I have yet to see an argument that the deprivation of victims of so much due compensation, as the Lawyers take, is civilized or “just”. Characteristically, “contingent” work has elicited the characterization of “ambulance chasers” for some lawyers, which is unflattering to a profession having a noble calling.
The “sharing of the take” places lawyers in a strong Conflict of Interest situation. This while free societies are unwilling to tolerate even the mere perception of Conflict of Interest. That the lawyers are “officers of the court” adds enormous dimensions of impropriety to some of them setting themselves silently in conflict of interest.

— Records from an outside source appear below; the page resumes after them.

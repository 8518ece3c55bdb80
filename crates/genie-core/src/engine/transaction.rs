/// A committed value and a working copy that is either promoted or reset.
#[derive(Debug, Clone, PartialEq)]
pub struct Staged<T: Clone> {
    current: T,
    proposed: T,
}

impl<T: Clone> Staged<T> {
    pub fn new(value: T) -> Self {
        Self {
            proposed: value.clone(),
            current: value,
        }
    }

    pub fn current(&self) -> &T {
        &self.current
    }

    pub fn proposed(&self) -> &T {
        &self.proposed
    }

    pub fn proposed_mut(&mut self) -> &mut T {
        &mut self.proposed
    }

    /// Replaces the committed value with the working copy.
    pub fn commit(&mut self) {
        self.current = self.proposed.clone();
    }

    /// Resets the working copy to the committed value.
    pub fn discard(&mut self) {
        self.proposed = self.current.clone();
    }

    /// Runs `action` on the working copy, discarding its changes if it fails.
    pub fn transaction<F, R, E>(&mut self, action: F) -> Result<R, E>
    where
        F: FnOnce(&mut T) -> Result<R, E>,
    {
        let result = action(&mut self.proposed);
        if result.is_err() {
            self.discard();
        }
        result
    }
}

#[cfg(test)]
mod tests {
    use super::*;

    #[test]
    fn commit_promotes_proposed_value() {
        let mut staged = Staged::new(vec![1, 2]);
        staged.proposed_mut().push(3);
        assert_eq!(staged.current(), &vec![1, 2]);
        staged.commit();
        assert_eq!(staged.current(), &vec![1, 2, 3]);
        assert_eq!(staged.proposed(), &vec![1, 2, 3]);
    }

    #[test]
    fn discard_restores_committed_value() {
        let mut staged = Staged::new(String::from("ACGT"));
        staged.proposed_mut().push('A');
        staged.discard();
        assert_eq!(staged.proposed(), "ACGT");
        assert_eq!(staged.current(), "ACGT");
    }

    #[test]
    fn failed_transaction_leaves_no_trace() {
        let mut staged = Staged::new(10);
        let result: Result<(), &str> = staged.transaction(|v| {
            *v += 5;
            Err("oracle down")
        });
        assert!(result.is_err());
        assert_eq!(*staged.proposed(), 10);

        let ok: Result<i32, &str> = staged.transaction(|v| {
            *v += 1;
            Ok(*v)
        });
        assert_eq!(ok, Ok(11));
        assert_eq!(*staged.current(), 10);
    }
}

Of course, no one has argued that Lawyers are exempt from the “power corrupts” phenomenon or that they are resistant, save being immune, to the temptation inherent to conflict of interest. Indeed, the Lawyers are fully aware that this practice in damnable, this being manifested by skillfully avoiding calling it “lawyering by commission” and supplanting “contingency” for it. Euphemisms aside, their awareness of wrongdoing is the reason for which Lawyers who do it hide it from the courts and society behind the impermeable curtain of “lawyer – client privileged information”. Humbug really.
There is no conceivable harm to the cause of justice from declassifying “contingency” payments. It is a fundamental principle that justice must be meted out publicly, for unless justice is seen done, likely it is not done. Power corrupts, lawyers being not exempt.
Can we do something about it? “Contingency Lawyering” is not an inescapable law of nature, we do not have to grin and bear it. I believe that it should be outlawed by the Law Society, but that is another story. In the narrower domain of ICBC, I call on AG Eby to consider legislating a ban on this huge grab of a victim’s entitlement by the Lawyers. This in addition to instituting the elective “no fault settlement” of ICBC claims. This incentive to sharp lawyering and the turning of a blind eye to the huge bite from the victim’s compensation is cruel and unjust and accordingly alien to the justice system of a free society.
Virtue is not universally innate. Where it lacks , we must impose it, for the alternative is not pleasant to contemplate.